If you go to lower Manhattan today and seek out the 31-story Goldman, Sachs Building at 85 Broad Street, look up. A typical office tower of medium height, completed in 1984. Now look down. You'll notice a round metal plaque near the entrance, diagramming the layout of the local streets in the distant past. There are also lines of colored paving blocks outlining the site of two buildings, as well as transparent panels laid in the sidewalk, beneath which a good-sized excavation drops away, with sections of very old foundations at the bottom and sides. Now look back at that plaque. One of the most obvious changes is that the You-Are-Here spot is at the edge of the East River. These days it's several good-sized blocks away. You're standing at Manhattan's first archeological dig, completed in 1980, even as construction equipment tore into the surrounding earth.

To see how it all began we'll have to go back to the year 1641. Eighteen years before that, the first Dutch settlers arrived and began farming on today's Governors Island, moving to Manhattan the following year.
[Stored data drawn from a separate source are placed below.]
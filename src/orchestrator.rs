//! Run Orchestration
//!
//! Wires the pieces together for one collection run: builds the task set,
//! fans it out through the scheduler, folds the outcomes into the aggregate
//! one at a time, and projects the final report.
//!
//! ```text
//! sources ──▶ TaskScheduler ──▶ outcomes ──▶ Aggregate ──▶ Report
//! ```

use std::time::Duration;

use tracing::{debug, info, warn};

use crate::error::Result;
use crate::inventory::{project, Aggregate, DeviceKey, Projection, Report};
use crate::scheduler::{TaskDescriptor, TaskOutcome, TaskScheduler, DEFAULT_POOL_SIZE};
use crate::sources;

/// Configuration for one collection run.
#[derive(Debug, Clone)]
pub struct RunConfig {
    /// Worker-pool ceiling.
    pub pool_size: usize,

    /// Budget for the standard sources.
    pub source_timeout: Duration,

    /// Budget for the slower vendor diagnostics.
    pub diag_timeout: Duration,

    /// Skip the slower diagnostics entirely.
    pub abridged: bool,

    /// Restrict collection and output to one device.
    pub selector: Option<DeviceKey>,
}

impl Default for RunConfig {
    fn default() -> Self {
        Self {
            pool_size: DEFAULT_POOL_SIZE,
            source_timeout: Duration::from_secs(5),
            diag_timeout: Duration::from_secs(8),
            abridged: false,
            selector: None,
        }
    }
}

/// Execute one full collection run and build the report.
///
/// Individual source failures and timeouts only thin out the result; the only
/// error this returns is an orchestration-level fault raised before any work
/// ran.
pub async fn run(config: &RunConfig) -> Result<Report> {
    let scheduler = TaskScheduler::new(config.pool_size)?;

    let mut handles = Vec::new();
    for source in sources::base_sources() {
        handles.push(scheduler.submit(
            TaskDescriptor::new(source, config.source_timeout).with_selector(config.selector),
        ));
    }
    if config.abridged {
        debug!("abridged run; slower diagnostics skipped");
    } else {
        for source in sources::extended_sources() {
            handles.push(scheduler.submit(
                TaskDescriptor::new(source, config.diag_timeout).with_selector(config.selector),
            ));
        }
    }

    // Outcomes fold strictly one at a time: the aggregate is the only shared
    // structure in the run and this loop is its single writer.
    let mut aggregate = Aggregate::new();
    for (info, outcome) in scheduler.await_all(handles).await {
        match outcome {
            TaskOutcome::Completed(partial) => {
                debug!(
                    source = info.source,
                    devices = partial.len(),
                    "folding contribution"
                );
                aggregate.fold(partial);
            }
            TaskOutcome::Failed(err) => {
                warn!(source = info.source, error = %err, "continuing without contribution");
            }
            TaskOutcome::TimedOut => {
                let err = crate::error::Error::SourceTimeout {
                    src: info.source,
                    timeout: info.timeout,
                };
                warn!(source = info.source, error = %err, "continuing without contribution");
            }
        }
    }

    let stats = scheduler.stats();
    info!(
        submitted = stats.submitted,
        completed = stats.completed,
        failed = stats.failed,
        timed_out = stats.timed_out,
        devices = aggregate.len(),
        "collection finished"
    );

    let projection = Projection::default().with_selector(config.selector);
    Ok(Report {
        devices: project(&aggregate, &projection),
    })
}

#[cfg(test)]
mod tests {
    use super::*;

    #[test]
    fn test_default_config() {
        let config = RunConfig::default();
        assert_eq!(config.pool_size, DEFAULT_POOL_SIZE);
        assert_eq!(config.source_timeout, Duration::from_secs(5));
        assert_eq!(config.diag_timeout, Duration::from_secs(8));
        assert!(!config.abridged);
        assert!(config.selector.is_none());
    }

    #[tokio::test]
    async fn test_zero_pool_is_the_fatal_path() {
        let config = RunConfig {
            pool_size: 0,
            ..RunConfig::default()
        };
        let err = run(&config).await.unwrap_err();
        assert!(err.is_fatal());
    }

    #[tokio::test]
    async fn test_run_survives_missing_utilities() {
        // On a host without the vendor stack every source fails or comes back
        // empty; the run still completes and emits a (possibly empty) report.
        let config = RunConfig {
            abridged: true,
            source_timeout: Duration::from_secs(2),
            ..RunConfig::default()
        };
        let report = run(&config).await.unwrap();
        serde_json::to_string(&report.devices).unwrap();
    }
}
This year the colony is on its fourth governor-general, the crusty Willem Kieft. There are problems. The Indian situation has subsided a bit after last year's military action against the Raritan on Staten Island, that left a handful of both settlers and Indians dead. It will flare up again next year. The colony's slaves are also getting restless, perhaps because they're now being used to haul dead hogs out of the streets. A revolt is put down. One slave, considered the ringleader, is hanged, but the rope snaps and he's pardoned, along with the others involved. All of this is enough to make even the non-crusty take a drink. Perhaps that's why construction on the Stadt Herbergh, or city Tavern, was begun where Coentes Street came down to Pearl Street on what was then the waterfront. This Broad Street building on the corner will be completed next year, in 1642.

More years pass, years filled with wars (Indians sometimes against Europeans, sometimes against other tribes), the arrival of a new governor-general best known for his wooden leg, a souvenir of other wars, and the dumping of earth and debris into the river to begin stretching overcrowded real estate. And now it's 1653, Governor-general Petrus Stuyvesant has ruled here for the past six years, proving he can be just as ornery as Willem (the Crusty) Kieft. When not feuding with the Board of Nine Men (his annually appointed city council), he's had the city's first pier built, established the village called Beverwyck up the Hudson (late re-named Albany), issued patents for several villages on Long Island, and opened the city's first school, in the city Tavern building. This year he will erect a wall across the northern end of town. It's meant primarily as a defense against the Indians, especially now that England's Oliver Cromwell has declared war against the Dutch Republic. The wall will never be put to the test, but in future years the site will become a hangout for bulls and bears. Two-legged-ones with buy and sell orders, that is. With all of this activity Stuyvesant's quarters in the fort are proving inadequate for the necessary conferences and planning sessions, so offices are opened over at the East River in the city Tavern, which is converted into a Stadt Huys, or State House. New Amsterdam officialdom now has an official home. It's not known if Stuyvesant or the citizens of New Amsterdam paid attention to their shadows on February 2nd (the groundhog legend was centuries old even then), but they had other things on their minds. On that day, 350 years ago, 1653, the village was officially incorporated. Happy birthday, Big Apple!

Home is the Soldier

The young veteran returned home to the Netherlands in December of 1644. Petrus Stuyvesant had sailed from Fort Amsterdam in Curacao back in September, after a failed attempt to take the Caribbean island of St. Martin from the Spanish. From the ensuing nightmare of having a leg shattered by a cannon ball and then amputated, he'd hobbled straight into a nightmare voyage. Continually raging seas, scurvy, nearly depleted water, contrary winds. All these factors had forced a decision to land on the Irish coast. Then it was an exhausting overland trip, and a voyage across the North Sea. He finally arrived in his sister's home near Rotterdam in December. Petrus Stuyvesant may have been a minister's son (others would one day claim more of a canine matrilineal ancestry for him) had never been one to settle down for long. When he was twenty his father had enrolled him in the severely Calvinistic provincial university, obviously with the idea of making the boy a strict, god-fearing copy of himself.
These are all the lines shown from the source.